OpenGVLab / VideoMamba

VideoMamba: State Space Model for Efficient Video Understanding
https://arxiv.org/abs/2403.06977
Apache License 2.0
660 stars 47 forks source link

Difficulty Encountered While Fine-Tuning Model on Breakfast Dataset and Questions About Folder Structure #35

Closed franklio closed 2 months ago

franklio commented 2 months ago

Thank you for developing such an inspiring model. However, while attempting the Video Understanding task on the breakfast dataset, I encountered a specific issue.

I adjusted the PREFIX and DATA_PATH in exp/breakfast/videomamba_middle_mask/run_f32x224.sh to match my local breakfast dataset file paths (downloaded from here) and executed bash ./exp/breakfast/videomamba_middle_mask/run_f32x224.sh. Unfortunately, it resulted in the following error:

srun: error: invalid partition specified: video5
srun: error: Unable to allocate resources: Invalid partition name specified

I suspect there might be an issue with the file or directory format.

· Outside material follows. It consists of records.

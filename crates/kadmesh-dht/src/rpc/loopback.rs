//! In-process loopback transport for tests
//!
//! A [`LoopbackNetwork`] owns a registry of transports and a single
//! dispatch thread. Every request is queued to that thread in FIFO order,
//! optionally delayed by a fixed latency, and fails with the configured
//! probability before it reaches the target's handler. Because all traffic
//! is serialized through one queue, multi-node tests run in a reproducible
//! order.

use super::messages::{ErrorCode, Reply, Request, RequestKind};
use super::{
    DhtTransport, RequestHandler, RpcCounters, RpcError, RpcOptions, RpcResult, RpcStats,
    check_reply,
};
use crate::contact::Contact;
use crate::node_id::NodeId;
use async_trait::async_trait;
use rand::rngs::StdRng;
use rand::{Rng, SeedableRng};
use std::collections::HashMap;
use std::net::{IpAddr, Ipv4Addr, SocketAddr};
use std::sync::atomic::{AtomicBool, AtomicU8, AtomicU16, Ordering};
use std::sync::mpsc;
use std::sync::{Arc, Mutex, RwLock, Weak};
use std::thread;
use std::time::{Duration, Instant};
use tokio::sync::oneshot;

const FIRST_PORT: u16 = 10_000;

/// Loopback network settings
#[derive(Debug, Clone, PartialEq, Eq)]
pub struct LoopbackConfig {
    /// Delay applied to every request before delivery
    pub latency: Duration,
    /// Percentage of requests that fail, 0..=100
    pub fail_percentage: u8,
    /// Seed of the failure injection generator
    pub seed: u64,
}

impl Default for LoopbackConfig {
    fn default() -> Self {
        Self {
            latency: Duration::ZERO,
            fail_percentage: 0,
            seed: 0,
        }
    }
}

struct Job {
    from: Contact,
    to: SocketAddr,
    request: Request,
    due: Instant,
    reply: oneshot::Sender<RpcResult<(Contact, Reply)>>,
}

struct Shared {
    transports: RwLock<HashMap<SocketAddr, Weak<LoopbackTransport>>>,
    fail_percentage: AtomicU8,
    rng: Mutex<StdRng>,
}

impl Shared {
    fn should_fail(&self) -> bool {
        let percentage = self.fail_percentage.load(Ordering::Relaxed);
        if percentage == 0 {
            return false;
        }
        let roll: u8 = self
            .rng
            .lock()
            .unwrap_or_else(|e| e.into_inner())
            .gen_range(0..100);
        roll < percentage
    }

    fn lookup(&self, addr: &SocketAddr) -> Option<Arc<LoopbackTransport>> {
        self.transports
            .read()
            .unwrap_or_else(|e| e.into_inner())
            .get(addr)
            .and_then(Weak::upgrade)
    }

    fn deliver(&self, job: Job) {
        let now = Instant::now();
        if job.due > now {
            thread::sleep(job.due - now);
        }
        let result = if self.should_fail() {
            Err(RpcError::Timeout { addr: job.to })
        } else {
            match self.lookup(&job.to) {
                Some(target) if target.suspended.load(Ordering::Acquire) => {
                    Err(RpcError::Timeout { addr: job.to })
                }
                Some(target) => Ok(target.serve(&job.from, job.request)),
                None => Err(RpcError::Unreachable(job.to)),
            }
        };
        let _ = job.reply.send(result);
    }
}

struct Inner {
    shared: Arc<Shared>,
    queue: Mutex<mpsc::Sender<Job>>,
    latency: Duration,
    next_port: AtomicU16,
}

/// Registry and dispatcher shared by the transports created from it
#[derive(Clone)]
pub struct LoopbackNetwork {
    inner: Arc<Inner>,
}

impl LoopbackNetwork {
    /// Start a network and its dispatch thread
    #[must_use]
    pub fn new(config: LoopbackConfig) -> Self {
        let shared = Arc::new(Shared {
            transports: RwLock::new(HashMap::new()),
            fail_percentage: AtomicU8::new(config.fail_percentage.min(100)),
            rng: Mutex::new(StdRng::seed_from_u64(config.seed)),
        });
        let (tx, rx) = mpsc::channel::<Job>();
        let dispatcher = shared.clone();
        let spawned = thread::Builder::new()
            .name("kadmesh-loopback".to_string())
            .spawn(move || {
                while let Ok(job) = rx.recv() {
                    dispatcher.deliver(job);
                }
            });
        if let Err(e) = spawned {
            tracing::error!("Cannot start loopback dispatcher: {}", e);
        }

        Self {
            inner: Arc::new(Inner {
                shared,
                queue: Mutex::new(tx),
                latency: config.latency,
                next_port: AtomicU16::new(FIRST_PORT),
            }),
        }
    }

    /// Create a transport for node `id` at a fresh loopback address
    #[must_use]
    pub fn create_transport(&self, id: NodeId, instance_id: u32) -> Arc<LoopbackTransport> {
        let port = self.inner.next_port.fetch_add(1, Ordering::Relaxed);
        let addr = SocketAddr::new(IpAddr::V4(Ipv4Addr::LOCALHOST), port);
        let transport = Arc::new(LoopbackTransport {
            network: self.inner.clone(),
            local: RwLock::new(Contact::new(id, addr).with_instance(instance_id)),
            handler: RwLock::new(None),
            counters: RpcCounters::default(),
            reachable: AtomicBool::new(true),
            suspended: AtomicBool::new(false),
            closed: AtomicBool::new(false),
        });
        self.inner
            .shared
            .transports
            .write()
            .unwrap_or_else(|e| e.into_inner())
            .insert(addr, Arc::downgrade(&transport));
        transport
    }

    /// Change the failure percentage, clamped to 100
    pub fn set_fail_percentage(&self, percentage: u8) {
        self.inner
            .shared
            .fail_percentage
            .store(percentage.min(100), Ordering::Relaxed);
    }

    /// Take the transport at `addr` off the network
    pub fn remove(&self, addr: &SocketAddr) -> bool {
        self.inner
            .shared
            .transports
            .write()
            .unwrap_or_else(|e| e.into_inner())
            .remove(addr)
            .is_some()
    }

    /// Number of registered transports that are still alive
    #[must_use]
    pub fn len(&self) -> usize {
        self.inner
            .shared
            .transports
            .read()
            .unwrap_or_else(|e| e.into_inner())
            .values()
            .filter(|t| t.strong_count() > 0)
            .count()
    }

    /// Whether no transport is registered
    #[must_use]
    pub fn is_empty(&self) -> bool {
        self.len() == 0
    }
}

impl std::fmt::Debug for LoopbackNetwork {
    fn fmt(&self, f: &mut std::fmt::Formatter<'_>) -> std::fmt::Result {
        f.debug_struct("LoopbackNetwork")
            .field("transports", &self.len())
            .field("latency", &self.inner.latency)
            .finish()
    }
}

/// One node's endpoint on a [`LoopbackNetwork`]
pub struct LoopbackTransport {
    network: Arc<Inner>,
    local: RwLock<Contact>,
    handler: RwLock<Option<Weak<dyn RequestHandler>>>,
    counters: RpcCounters,
    reachable: AtomicBool,
    suspended: AtomicBool,
    closed: AtomicBool,
}

impl LoopbackTransport {
    /// Override the reachability this transport reports, as if it sat
    /// behind a NAT
    pub fn set_reachable(&self, reachable: bool) {
        self.reachable.store(reachable, Ordering::Release);
    }

    /// Handle a request on the dispatch thread
    fn serve(&self, from: &Contact, request: Request) -> (Contact, Reply) {
        self.counters.record_received(request.kind(), false);
        let local = self.local_contact();
        if self.closed.load(Ordering::Acquire) {
            return (local, Reply::Error(ErrorCode::Unavailable));
        }
        let handler = self
            .handler
            .read()
            .unwrap_or_else(|e| e.into_inner())
            .as_ref()
            .and_then(Weak::upgrade);
        let reply = match handler {
            Some(handler) => handler.handle_request(from, request),
            None => Reply::Error(ErrorCode::Unavailable),
        };
        (local, reply)
    }

    fn finish(&self, kind: RequestKind, result: RpcResult<(Contact, Reply)>) -> RpcResult<(Contact, Reply)> {
        let result = result.and_then(|(sender, reply)| Ok((sender, check_reply(reply)?)));
        match &result {
            Ok(_) => self.counters.record_success(kind),
            Err(_) => self.counters.record_failure(kind),
        }
        result
    }
}

#[async_trait]
impl DhtTransport for LoopbackTransport {
    fn local_contact(&self) -> Contact {
        self.local.read().unwrap_or_else(|e| e.into_inner()).clone()
    }

    fn set_request_handler(&self, handler: Weak<dyn RequestHandler>) {
        *self.handler.write().unwrap_or_else(|e| e.into_inner()) = Some(handler);
    }

    async fn request(
        &self,
        to: &Contact,
        request: Request,
        options: RpcOptions,
    ) -> RpcResult<(Contact, Reply)> {
        if self.closed.load(Ordering::Acquire) {
            return Err(RpcError::Closed);
        }
        let kind = request.kind();
        self.counters.record_sent(kind);

        let (tx, rx) = oneshot::channel();
        let job = Job {
            from: self.local_contact(),
            to: to.addr,
            request,
            due: Instant::now() + self.network.latency,
            reply: tx,
        };
        let queued = self
            .network
            .queue
            .lock()
            .unwrap_or_else(|e| e.into_inner())
            .send(job);
        if queued.is_err() {
            return self.finish(kind, Err(RpcError::Closed));
        }

        let result = match tokio::time::timeout(options.timeout, rx).await {
            Ok(Ok(result)) => result,
            Ok(Err(_)) => Err(RpcError::Closed),
            Err(_) => Err(RpcError::Timeout { addr: to.addr }),
        };
        self.finish(kind, result)
    }

    fn stats(&self) -> RpcStats {
        self.counters.snapshot()
    }

    fn is_reachable(&self) -> bool {
        self.reachable.load(Ordering::Acquire)
    }

    fn set_sleeping(&self, sleeping: bool) {
        self.local.write().unwrap_or_else(|e| e.into_inner()).sleeping = sleeping;
    }

    fn set_suspended(&self, suspended: bool) {
        self.suspended.store(suspended, Ordering::Release);
    }

    async fn close(&self) {
        if self.closed.swap(true, Ordering::AcqRel) {
            return;
        }
        let addr = self.local_contact().addr;
        self.network
            .shared
            .transports
            .write()
            .unwrap_or_else(|e| e.into_inner())
            .remove(&addr);
    }
}

impl std::fmt::Debug for LoopbackTransport {
    fn fmt(&self, f: &mut std::fmt::Formatter<'_>) -> std::fmt::Result {
        f.debug_struct("LoopbackTransport")
            .field("local", &self.local_contact())
            .finish_non_exhaustive()
    }
}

Could you please provide more details regarding the video data, particularly for the breakfast dataset, and clarify the location for placing the weight files? Your assistance would be greatly appreciated!

Andy1621 commented 2 months ago

Hi! Our scripts use srun to start the training. If you do not have srun, please remove it and simply run code like

export MASTER_PORT=$((12000 + $RANDOM % 20000))
export OMP_NUM_THREADS=1

JOB_NAME='videomamba_tiny_f32_res224'
OUTPUT_DIR="$(dirname $0)/$JOB_NAME"
LOG_DIR="./logs/${JOB_NAME}"
PREFIX='your_breakfast_path'
DATA_PATH='your_breakfast_metadata_path'

PARTITION='video5'
GPUS=8
GPUS_PER_NODE=8
CPUS_PER_TASK=16

python run_class_finetuning.py \
        --model videomamba_tiny \
        --finetune your_model_path/videomamba_t16_k400_f32_res224.pth \
        --data_path ${DATA_PATH} \
        --prefix ${PREFIX} \
        --data_set 'Kinetics_sparse' \
        --split ',' \
        --nb_classes 10 \
        --log_dir ${OUTPUT_DIR} \
        --output_dir ${OUTPUT_DIR} \
        --batch_size 32 \
        --num_sample 2 \
        --input_size 224 \
        --short_side_size 224 \
        --save_ckpt_freq 100 \
        --num_frames 32 \
        --orig_t_size 32 \
        --num_workers 12 \
        --warmup_epochs 5 \
        --tubelet_size 1 \
        --epochs 70 \
        --lr 2e-4 \
        --drop_path 0.1 \
        --aa rand-m5-n2-mstd0.25-inc1 \
        --opt adamw \
        --opt_betas 0.9 0.999 \
        --weight_decay 0.1 \
        --test_num_segment 4 \
        --test_num_crop 3 \
        --dist_eval \
        --test_best \
        --bf16
franklio commented 2 months ago

Thank you for your prompt response. I have this piece of code, and I simply followed the instructions in the GitHub documentation to change PREFIX and DATA_PATH to my own data path because I wasn't sure how to proceed. Here it is:

PREFIX='/home/simslab-n/Downloads/BreakfastII_15fps_qvga_sync'
DATA_PATH='/home/simslab-n/Downloads/BreakfastII_15fps_qvga_sync'

Thanks again for your assistance.

Andy1621 commented 2 months ago

The PREFIX is used to set your data path, like what you did. The DATA_PATH is used to set your annotation path, and I have uploaded it here.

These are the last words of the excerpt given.